Start of ENTRIES SHOWN
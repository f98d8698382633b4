// # Store Implementations
//
// This module provides implementations of the IpStore trait for
// different persistence strategies.

pub mod file;
pub mod memory;

pub use file::{FileIpStore, FileIpStoreFactory};
pub use memory::{MemoryIpStore, MemoryIpStoreFactory};

use chrono::{DateTime, Utc};
use std::collections::HashMap;

use crate::traits::{AddressRecord, UpsertCounts};

/// Apply an insert-or-touch batch to a keyed collection
///
/// The caller holds the write lock for the whole batch, which is what makes
/// the map key a uniqueness constraint for concurrent batches.
pub(crate) fn apply_upsert(
    records: &mut HashMap<String, AddressRecord>,
    ips: &[String],
    seen_at: DateTime<Utc>,
) -> UpsertCounts {
    let mut counts = UpsertCounts::default();

    for ip in ips {
        match records.get_mut(ip) {
            Some(record) => {
                record.touch(seen_at);
                counts.updated += 1;
            }
            None => {
                records.insert(ip.clone(), AddressRecord::new(ip.clone(), seen_at));
                counts.inserted += 1;
            }
        }
    }

    counts
}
End of ENTRIES SHOWN
* WHAT THIS TASK INVOLVES:
Pull out every line holding "AddressRecord" from the records above, and copy it.

* EXERCISE RESULT:
use crate::traits::{AddressRecord, UpsertCounts};
    records: &mut HashMap<String, AddressRecord>,
                records.insert(ip.clone(), AddressRecord::new(ip.clone(), seen_at));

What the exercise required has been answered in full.